(Beginning of Records for the exercise)

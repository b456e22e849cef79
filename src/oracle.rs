use serde::Serialize;

/// Result of verifying one case.
#[derive(Debug, Clone, PartialEq, Eq, Serialize)]
#[serde(rename_all = "snake_case", tag = "kind")]
pub enum Outcome {
    Pending,
    Matched,
    Mismatched,
    /// An I/O error recorded instead of aborting the run.
    Error { message: String },
}

impl Outcome {
    pub fn judge(expected: &[u8], actual: &[u8]) -> Outcome {
        if verify(expected, actual) {
            Outcome::Matched
        } else {
            Outcome::Mismatched
        }
    }

    pub fn is_match(&self) -> bool {
        matches!(self, Outcome::Matched)
    }

    pub fn is_error(&self) -> bool {
        matches!(self, Outcome::Error { .. })
    }
}

/// Exact byte equality. A short read never matches.
pub fn verify(expected: &[u8], actual: &[u8]) -> bool {
    expected == actual
}

/// Index of the first byte where the buffers disagree, if any.
///
/// A read that is a strict prefix of the payload diverges at its own length.
///
pub fn first_divergence(expected: &[u8], actual: &[u8]) -> Option<usize> {
    expected
        .iter()
        .zip(actual)
        .position(|(a, b)| a != b)
        .or_else(|| (expected.len() != actual.len()).then(|| expected.len().min(actual.len())))
}
//! Timed, offset-seeked I/O against a single open handle.
//!
//! Opening the file is the caller's job so that open cost stays out of the timed
//! interval. Both executors hand the handle back; whether it is closed right away
//! or held until the end of the run is up to the harness.

use std::io::{self, Read, Seek, SeekFrom, Write};
use std::time::{Duration, Instant};

#[derive(Debug)]
pub struct Timed<T> {
    pub value: T,
    pub elapsed: Duration,
}

/// Seek to `offset`, write all of `payload`, flush.
pub fn timed_write<W: Write + Seek>(mut file: W, offset: u64, payload: &[u8]) -> io::Result<Timed<W>> {
    let start = Instant::now();
    file.seek(SeekFrom::Start(offset))?;
    file.write_all(payload)?;
    file.flush()?;
    let elapsed = start.elapsed();
    Ok(Timed { value: file, elapsed })
}

/// Seek to `offset` and read up to `len` bytes.
///
/// Stops early at end of file, so a short file gives back a short buffer rather
/// than an error.
///
pub fn timed_read<R: Read + Seek>(mut file: R, offset: u64, len: usize) -> io::Result<Timed<(R, Vec<u8>)>> {
    let mut buf = Vec::with_capacity(len);
    let start = Instant::now();
    file.seek(SeekFrom::Start(offset))?;
    file.by_ref().take(len as u64).read_to_end(&mut buf)?;
    let elapsed = start.elapsed();
    Ok(Timed {
        value: (file, buf),
        elapsed,
    })
}
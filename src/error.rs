use std::fmt;
use std::io;
use std::path::PathBuf;

use thiserror::Error;

/// Stage of a probe run.
#[derive(Debug, Clone, Copy, PartialEq, Eq)]
pub enum Phase {
    Generating,
    Writing,
    Reading,
    Closing,
    Reporting,
}

impl fmt::Display for Phase {
    fn fmt(&self, f: &mut fmt::Formatter<'_>) -> fmt::Result {
        let name = match self {
            Phase::Generating => "generate",
            Phase::Writing => "write",
            Phase::Reading => "read",
            Phase::Closing => "close",
            Phase::Reporting => "report",
        };
        f.write_str(name)
    }
}

#[derive(Debug, Error)]
pub enum ProbeError {
    #[error("{phase} failed for {}", path.display())]
    Io {
        phase: Phase,
        path: PathBuf,
        #[source]
        source: io::Error,
    },

    #[error("failed to update progress")]
    Progress(#[source] io::Error),

    #[error("failed to read config {}", path.display())]
    ConfigRead {
        path: PathBuf,
        #[source]
        source: io::Error,
    },

    #[error("failed to parse config {}", path.display())]
    ConfigParse {
        path: PathBuf,
        #[source]
        source: serde_json::Error,
    },

    #[error("invalid configuration: {0}")]
    Config(String),
}

impl ProbeError {
    pub(crate) fn io(phase: Phase, path: impl Into<PathBuf>) -> impl FnOnce(io::Error) -> ProbeError {
        let path = path.into();
        move |source| ProbeError::Io { phase, path, source }
    }
}
use std::path::PathBuf;
use std::process;

use anyhow::{Context, Result};

use fsprobe::config::BLOCK_SIZE;
use fsprobe::progress::Quiet;
use fsprobe::{CloseMode, Harness, MountTarget, ProbeConfig};

fn main() {
    env_logger::init();

    let mut args = std::env::args_os().skip(1);
    let (Some(mount), None) = (args.next(), args.next()) else {
        eprintln!("Usage: fsprobe-once <mount>");
        process::exit(1);
    };

    if let Err(err) = run(PathBuf::from(mount)) {
        eprintln!("error: {err:#}");
        process::exit(1);
    }
}

fn run(mount: PathBuf) -> Result<()> {
    let config = ProbeConfig {
        block_size: BLOCK_SIZE,
        block_count: 1,
        test_count: 1,
        close_mode: CloseMode::Simple,
        ..ProbeConfig::default()
    };
    let mut harness = Harness::new(MountTarget, config, Quiet);
    let mut cases = harness.generate(&mount)?;
    let case = &cases[0];

    println!("File is : {}", case.path.display());
    println!("First offset {}", case.first_offset);
    println!("Second offset {}", case.second_offset);
    println!("Buffer len: {}", case.payload.len());

    harness
        .run(&mut cases)
        .with_context(|| format!("probe of {} aborted", mount.display()))?;

    let case = &cases[0];
    println!("{}", case.payload.len());
    println!("{}", case.read_len.unwrap_or(0));
    if case.outcome.is_match() {
        println!("NICE! :)");
    } else {
        println!("MEH! :(");
    }
    Ok(())
}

(End of Records for the exercise)

- [To do]:
In the lines above, find each one with "args" and list it.

- [Result of the exercise]:
    let mut args = std::env::args_os().skip(1);
    let (Some(mount), None) = (args.next(), args.next()) else {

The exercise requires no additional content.